Entries taken from a collection:
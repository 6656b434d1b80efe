use std::net::SocketAddr;
use std::sync::Arc;
use std::time::Duration;
use tracing_subscriber::{layer::SubscriberExt, util::SubscriberInitExt};

use weop_contact::{
    abuse::AbuseConfig,
    app,
    captcha::CaptchaConfig,
    contact::{ContactConfig, LogSink},
    session::SessionConfig,
    state::{AppState, MemoryChallengeStore},
    sweeper,
};

const DEFAULT_BIND_ADDR: &str = "0.0.0.0:8080";
const SWEEP_INTERVAL: Duration = Duration::from_secs(60);

#[tokio::main]
async fn main() {
    // Load .env file if present (before any env var reads)
    if let Err(e) = dotenvy::dotenv() {
        // Not an error if .env doesn't exist, only log if it's a different issue
        if !matches!(e, dotenvy::Error::Io(_)) {
            eprintln!("Warning: Failed to load .env file: {}", e);
        }
    }

    // Initialize tracing
    tracing_subscriber::registry()
        .with(
            tracing_subscriber::EnvFilter::try_from_default_env()
                .unwrap_or_else(|_| "weop_contact=debug,tower_http=debug".into()),
        )
        .with(tracing_subscriber::fmt::layer())
        .init();

    tracing::info!("Starting contact service...");

    let captcha_config = CaptchaConfig::from_env();
    let session_config = Arc::new(SessionConfig::from_env());
    let abuse_config = Arc::new(AbuseConfig::from_env());
    let contact_config = ContactConfig::from_env();

    let store = Arc::new(MemoryChallengeStore::with_max_sessions(
        session_config.idle_timeout,
        session_config.max_sessions,
    ));
    let sink = Arc::new(LogSink::new(contact_config.recipient.clone()));
    let state = Arc::new(AppState::new(
        &captcha_config,
        store,
        contact_config,
        sink,
    ));

    // Spawn background task that forgets idle sessions
    sweeper::spawn_session_sweeper(state.clone(), abuse_config.clone(), SWEEP_INTERVAL);

    let app = app::build_router(state, session_config, abuse_config);

    let addr = std::env::var("BIND_ADDR")
        .ok()
        .and_then(|v| match v.parse::<SocketAddr>() {
            Ok(addr) => Some(addr),
            Err(e) => {
                tracing::warn!("Ignoring invalid BIND_ADDR {:?}: {}", v, e);
                None
            }
        })
        .unwrap_or_else(|| DEFAULT_BIND_ADDR.parse().unwrap());
    tracing::info!("Listening on http://{}", addr);

    let listener = tokio::net::TcpListener::bind(addr).await.unwrap();
    // Peer addresses key the rate limiter for clients without a session cookie
    axum::serve(
        listener,
        app.into_make_service_with_connect_info::<SocketAddr>(),
    )
    .await
    .unwrap();
}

◆ **The task**
The answer should be an exact reproduction of all the entries.

◆ **Solution**
repository 6656b434d1b80efe
use std::net::SocketAddr;
use std::sync::Arc;
use std::time::Duration;
use tracing_subscriber::{layer::SubscriberExt, util::SubscriberInitExt};

use weop_contact::{
    abuse::AbuseConfig,
    app,
    captcha::CaptchaConfig,
    contact::{ContactConfig, LogSink},
    session::SessionConfig,
    state::{AppState, MemoryChallengeStore},
    sweeper,
};

const DEFAULT_BIND_ADDR: &str = "0.0.0.0:8080";
const SWEEP_INTERVAL: Duration = Duration::from_secs(60);

#[tokio::main]
async fn main() {
    // Load .env file if present (before any env var reads)
    if let Err(e) = dotenvy::dotenv() {
        // Not an error if .env doesn't exist, only log if it's a different issue
        if !matches!(e, dotenvy::Error::Io(_)) {
            eprintln!("Warning: Failed to load .env file: {}", e);
        }
    }

    // Initialize tracing
    tracing_subscriber::registry()
        .with(
            tracing_subscriber::EnvFilter::try_from_default_env()
                .unwrap_or_else(|_| "weop_contact=debug,tower_http=debug".into()),
        )
        .with(tracing_subscriber::fmt::layer())
        .init();

    tracing::info!("Starting contact service...");

    let captcha_config = CaptchaConfig::from_env();
    let session_config = Arc::new(SessionConfig::from_env());
    let abuse_config = Arc::new(AbuseConfig::from_env());
    let contact_config = ContactConfig::from_env();

    let store = Arc::new(MemoryChallengeStore::with_max_sessions(
        session_config.idle_timeout,
        session_config.max_sessions,
    ));
    let sink = Arc::new(LogSink::new(contact_config.recipient.clone()));
    let state = Arc::new(AppState::new(
        &captcha_config,
        store,
        contact_config,
        sink,
    ));

    // Spawn background task that forgets idle sessions
    sweeper::spawn_session_sweeper(state.clone(), abuse_config.clone(), SWEEP_INTERVAL);

    let app = app::build_router(state, session_config, abuse_config);

    let addr = std::env::var("BIND_ADDR")
        .ok()
        .and_then(|v| match v.parse::<SocketAddr>() {
            Ok(addr) => Some(addr),
            Err(e) => {
                tracing::warn!("Ignoring invalid BIND_ADDR {:?}: {}", v, e);
                None
            }
        })
        .unwrap_or_else(|| DEFAULT_BIND_ADDR.parse().unwrap());
    tracing::info!("Listening on http://{}", addr);

    let listener = tokio::net::TcpListener::bind(addr).await.unwrap();
    // Peer addresses key the rate limiter for clients without a session cookie
    axum::serve(
        listener,
        app.into_make_service_with_connect_info::<SocketAddr>(),
    )
    .await
    .unwrap();
}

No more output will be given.